Tahap Genital

Tahap Genital

Tahapan ini terjadi mulai dari masa puber dan seterusnya. Tahap genital adalah saat kebangkitan seksual; sumber kesenangan didapat dari seseorang yang berada di luar keluarga. Freud percaya bahwa konflik yang tidak terpecahkan dengan orang tua muncul selama masa remaja. Jika konflik tersebut dapat dipecahkan, seseorang mampu mengembangkan hubungan cinta yang matang dan mampu bertindak secara mandiri sebagai orang dewasa.

Jika seseorang berhasil melewati begitu banyak tantangan pada masa awal kanak-kanak dan masih memiliki energi seksual yang cukup (artinya, tanpa terjadinya fiksasi yang kuat), seharusnya ia memiliki hidup yang cukup normal, yang didominasi oleh tahap genital (genital stage).  Dengan kata lain, Freud berpendapat bahwa jika seseorang tidak terperangkap atau terjebak dalam tahap perkembangan sebelumnya, masa remaja menandai dimulainya kehidupan dewasa dengan kenormalan hubungan seksual, pernikahan, dan pengasuhan anak.
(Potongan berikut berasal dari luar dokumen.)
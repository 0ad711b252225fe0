//! Multi-stream display routing hubs.
//!
//! Hubs are reached through DisplayPort aux channel nodes. Every aux node
//! seen on the bus is tracked, even when nothing is plugged in downstream,
//! and only the ones whose hardware answers a rescan are registered.
//! Display topology changes trigger a single debounced rescan of every
//! tracked node once the burst of `drm` change events has settled.
//!
//! Some GPU kernel drivers hang when the aux channel is used concurrently,
//! so startup can be gated on a minimum kernel while `amdgpu` is loaded.

use async_trait::async_trait;
use std::fmt;
use std::sync::Arc;
use tokio::time::Instant;
use tracing::{debug, info};

use fwlink_device::{
    BusDevice, Device, DeviceFamily, DeviceHandleFactory, DeviceLocker, InstallFlags,
};
use fwlink_errors::FwlinkError;
use fwlink_kernel::{KernelInfo, KernelPolicy};

use crate::config::PluginConfig;
use crate::orchestrator::{UpdateOrchestrator, UpdateOutcome};
use crate::plugin::Plugin;
use crate::registry::{DeviceRegistry, RescanOutcome};
use crate::scheduler::RescanScheduler;

/// Plugin name and configuration section.
pub const NAME: &str = "display_routing";
/// Display topology subsystem, only used for change notifications.
pub const SUBSYSTEM_DRM: &str = "drm";
/// Aux channel subsystem the hubs are discovered on.
pub const SUBSYSTEM_AUX: &str = "drm_dp_aux_dev";
/// GPU driver whose presence makes the kernel check mandatory.
pub const GPU_MODULE: &str = "amdgpu";

const SUBSYSTEMS: &[&str] = &[SUBSYSTEM_DRM, SUBSYSTEM_AUX];

/// Plugin for display routing hubs.
pub struct DisplayRoutingPlugin {
    config: PluginConfig,
    kernel: Arc<dyn KernelInfo>,
    factory: Arc<dyn DeviceHandleFactory>,
    tracked: Vec<Arc<Device>>,
    registry: DeviceRegistry,
    scheduler: RescanScheduler,
    orchestrator: UpdateOrchestrator,
}

impl DisplayRoutingPlugin {
    /// Create the plugin. Nothing touches hardware until [`Plugin::startup`].
    pub fn new(
        config: PluginConfig,
        kernel: Arc<dyn KernelInfo>,
        factory: Arc<dyn DeviceHandleFactory>,
    ) -> Self {
        let scheduler = RescanScheduler::new(config.rescan_delay());
        Self {
            config,
            kernel,
            factory,
            tracked: Vec::new(),
            registry: DeviceRegistry::new(),
            scheduler,
            orchestrator: UpdateOrchestrator::new(),
        }
    }

    /// Kernel policy derived from `config`.
    pub fn kernel_policy(config: &PluginConfig) -> KernelPolicy {
        KernelPolicy::when_loaded(GPU_MODULE, config.minimum_amdgpu_kernel_version.clone())
    }

    /// Every aux node seen so far, registered or not, in discovery order.
    pub fn tracked(&self) -> impl Iterator<Item = &Arc<Device>> {
        self.tracked.iter()
    }

    /// Pending debounce state.
    pub fn scheduler(&self) -> &RescanScheduler {
        &self.scheduler
    }

    /// Update state transitions.
    pub fn orchestrator(&self) -> &UpdateOrchestrator {
        &self.orchestrator
    }

    /// Rescan every tracked node now.
    pub async fn rescan_tracked(&mut self) -> Vec<(String, RescanOutcome)> {
        let tracked = self.tracked.clone();
        self.registry.rescan_each(&tracked).await
    }

    fn is_tracked(&self, logical_id: &str) -> bool {
        self.tracked.iter().any(|d| d.logical_id() == logical_id)
    }
}

#[async_trait]
impl Plugin for DisplayRoutingPlugin {
    fn name(&self) -> &str {
        NAME
    }

    fn subsystems(&self) -> &[&'static str] {
        SUBSYSTEMS
    }

    fn startup(&mut self) -> Result<(), FwlinkError> {
        let outcome = fwlink_kernel::check(&Self::kernel_policy(&self.config), self.kernel.as_ref())?;
        debug!(?outcome, "{NAME} kernel check passed");
        Ok(())
    }

    async fn device_added(&mut self, bus: &BusDevice) -> Result<(), FwlinkError> {
        if bus.subsystem != SUBSYSTEM_AUX {
            return Ok(());
        }
        if self.is_tracked(&bus.logical_id) {
            debug!(logical_id = %bus.logical_id, "aux node already tracked");
            return Ok(());
        }

        let handle = self.factory.create(bus)?;
        let device = Arc::new(Device::new(
            bus.logical_id.clone(),
            DeviceFamily::DisplayRouting,
            NAME,
            handle,
        ));
        let locker = DeviceLocker::acquire(&device).await?;

        // fails when nothing is connected downstream
        let outcome = self.registry.rescan_with_lock(&locker).await;
        drop(locker);
        debug!(logical_id = %bus.logical_id, ?outcome, "tracking aux node");

        self.tracked.push(device);
        Ok(())
    }

    async fn device_changed(&mut self, bus: &BusDevice) -> Result<(), FwlinkError> {
        if bus.subsystem != SUBSYSTEM_DRM {
            return Ok(());
        }
        self.scheduler.notify_changed();
        debug!(
            delay_secs = self.scheduler.delay().as_secs(),
            generation = self.scheduler.generation(),
            "topology changed, rescan scheduled"
        );
        Ok(())
    }

    async fn device_removed(&mut self, bus: &BusDevice) -> Result<(), FwlinkError> {
        if bus.subsystem != SUBSYSTEM_AUX {
            return Ok(());
        }
        self.tracked.retain(|d| d.logical_id() != bus.logical_id);
        self.registry.remove(&bus.logical_id);
        Ok(())
    }

    fn rescan_deadline(&self) -> Option<Instant> {
        self.scheduler.deadline()
    }

    async fn rescan_due(&mut self, now: Instant) {
        if !self.scheduler.take_due(now) {
            return;
        }
        let outcomes = self.rescan_tracked().await;
        info!(
            tracked = outcomes.len(),
            registered = self.registry.len(),
            "rescanned aux nodes after topology change"
        );
    }

    async fn update(
        &mut self,
        logical_id: &str,
        firmware: &[u8],
        flags: InstallFlags,
    ) -> Result<UpdateOutcome, FwlinkError> {
        Ok(self
            .orchestrator
            .update_registered(&mut self.registry, logical_id, firmware, flags)
            .await?)
    }

    fn registry(&self) -> &DeviceRegistry {
        &self.registry
    }

    fn shutdown(&mut self) {
        if self.scheduler.cancel() {
            debug!("cancelled pending rescan");
        }
        self.registry.clear();
        self.tracked.clear();
    }
}

impl fmt::Debug for DisplayRoutingPlugin {
    fn fmt(&self, f: &mut fmt::Formatter<'_>) -> fmt::Result {
        f.debug_struct("DisplayRoutingPlugin")
            .field("config", &self.config)
            .field("tracked", &self.tracked.len())
            .field("registry", &self.registry)
            .field("scheduler", &self.scheduler)
            .finish_non_exhaustive()
    }
}
//! Kernel safety check command

use anyhow::{Context, Result};
use colored::*;
use serde::Serialize;
use serde_json::json;
use std::path::Path;
use tracing::debug;

use fwlink_errors::KernelPolicyError;
use fwlink_kernel::{GateOutcome, KernelInfo, ProcKernelInfo};
use fwlink_plugin::{HostConfig, builtin_kernel_policies};

use crate::commands::config::load_config;
use crate::error::CliError;

/// Result of one plugin's gate.
#[derive(Debug, Serialize)]
struct GateReport {
    plugin: &'static str,
    allowed: bool,
    reason: String,
}

impl GateReport {
    fn new(plugin: &'static str, result: Result<GateOutcome, KernelPolicyError>) -> Self {
        match result {
            Ok(outcome) => Self {
                plugin,
                allowed: true,
                reason: describe_outcome(&outcome),
            },
            Err(e) => Self {
                plugin,
                allowed: false,
                reason: e.requirement().map_or_else(|| e.to_string(), |req| format!("{e} (needs {req})")),
            },
        }
    }
}

fn describe_outcome(outcome: &GateOutcome) -> String {
    match outcome {
        GateOutcome::NoPolicy => "no minimum kernel configured".to_string(),
        GateOutcome::NoModuleSupport => "kernel has no module support".to_string(),
        GateOutcome::ModuleAbsent => "module not loaded".to_string(),
        GateOutcome::Satisfied { running } => format!("kernel {running} is new enough"),
    }
}

/// Run every built-in plugin's gate against `proc_root`.
pub async fn execute(config_path: &Path, proc_root: &Path, json: bool) -> Result<()> {
    let config = load_config(config_path).await?;
    let info = ProcKernelInfo::with_root(proc_root);
    let reports = run_gates(&config, &info);

    if json {
        let output = json!({
            "success": reports.iter().all(|r| r.allowed),
            "plugins": reports,
        });
        let text = serde_json::to_string_pretty(&output)
            .map_err(CliError::from)
            .context("failed to format kernel check report")?;
        println!("{text}");
    } else {
        print_reports_human(&reports);
    }

    let refused: Vec<&str> = reports
        .iter()
        .filter(|r| !r.allowed)
        .map(|r| r.plugin)
        .collect();
    if !refused.is_empty() {
        return Err(CliError::KernelRefused(refused.join(", ")).into());
    }

    Ok(())
}

fn run_gates(config: &HostConfig, info: &dyn KernelInfo) -> Vec<GateReport> {
    builtin_kernel_policies(config)
        .into_iter()
        .map(|(plugin, policy)| {
            debug!(plugin, ?policy, "checking kernel policy");
            GateReport::new(plugin, fwlink_kernel::check(&policy, info))
        })
        .collect()
}

fn print_reports_human(reports: &[GateReport]) {
    println!("{}", "Kernel Safety Checks:".bold());
    for report in reports {
        let status = if report.allowed {
            "✓".green()
        } else {
            "✗".red()
        };
        println!("  {} {}: {}", status, report.plugin.bold(), report.reason);
    }
}
//! Bus notifications.

use fwlink_errors::DeviceResult;
use serde::{Deserialize, Serialize};

use crate::handle::DeviceHandle;

/// A device node as reported by the bus.
#[derive(Debug, Clone, PartialEq, Eq, Serialize, Deserialize)]
pub struct BusDevice {
    /// Subsystem the node belongs to, e.g. `drm_dp_aux_dev`
    pub subsystem: String,
    /// Stable name of the node's position on the bus
    pub logical_id: String,
    /// Sysfs path of the node
    pub sysfs_path: String,
}

impl BusDevice {
    /// Create a bus device record.
    pub fn new(
        subsystem: impl Into<String>,
        logical_id: impl Into<String>,
        sysfs_path: impl Into<String>,
    ) -> Self {
        Self {
            subsystem: subsystem.into(),
            logical_id: logical_id.into(),
            sysfs_path: sysfs_path.into(),
        }
    }
}

/// An asynchronous bus notification.
#[derive(Debug, Clone, PartialEq, Eq)]
pub enum BusEvent {
    /// A node appeared
    Added(BusDevice),
    /// A node changed state
    Changed(BusDevice),
    /// A node went away
    Removed(BusDevice),
}

impl BusEvent {
    /// The node the event is about.
    pub fn device(&self) -> &BusDevice {
        match self {
            BusEvent::Added(device) | BusEvent::Changed(device) | BusEvent::Removed(device) => {
                device
            }
        }
    }
}

/// Builds the family-specific handle for a newly seen bus node.
pub trait DeviceHandleFactory: Send + Sync {
    /// Create a handle for `bus`.
    fn create(&self, bus: &BusDevice) -> DeviceResult<Box<dyn DeviceHandle>>;
}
Perubahan hormon tiba-tiba terjadi pada masa pubertas, dan remaja berjuang untuk menjadi mandiri. Banyak konflik terjadi pada masa pubertas, namun sepertinya tidak terkait erat dengan perkembangan psikoseksual pada masa bayi dan kanak-kanak. Pada tahap genital, perhatian seharusnya dialihkan dari masturbasi ke hubungan heteroseksual. Penyimpangan apapun (misalnya, melajang, tidak memiliki anak, homosesual, dan perilaku seksual lainnya) dianggap sebagai kecacatan dan tidak alamiah.

  1. Menurut Erik Erikson

Teori Erik Erikson tentang perkembangan manusia dikenal dengan teori perkembangan psiko-sosial. Teori perkembangan psikososial ini adalah salah satu teori kepribadian terbaik dalam psikologi. Seperti Sigmund Freud, Erikson percaya bahwa kepribadian berkembang dalam beberapa tingkatan. Salah satu elemen penting dari teori tingkatan psikososial Erikson adalah perkembangan persamaan ego. Persamaan ego adalah perasaan sadar yang kita kembangkan melalui interaksi sosial. Menurut Erikson, perkembangan ego selalu berubah berdasarkan pengalaman dan informasi baru yang kita dapatkan dalam berinteraksi dengan orang lain. Erikson juga percaya bahwa kemampuan memotivasi sikap dan perbuatan dapat membantu perkembangan menjadi positif, inilah alasan mengapa teori Erikson disebut sebagai teori perkembangan psikososial.

Ericson memaparkan teorinya melalui konsep polaritas yang bertingkat/bertahapan. Ada 8 (delapan) tingkatan perkembangan yang akan dilalui oleh manusia. Menariknya bahwa tingkatan ini bukanlah sebuah gradualitas. Manusia dapat naik ketingkat berikutnya walau ia tidak tuntas pada tingkat sebelumnya. Setiap tingkatan dalam teori Erikson berhubungan dengan kemampuan dalam bidang kehidupan. Jika tingkatannya tertangani dengan baik, orang itu akan merasa pandai. Jika tingkatan itu tidak tertangani dengan baik, orang itu akan tampil dengan perasaan tidak selaras.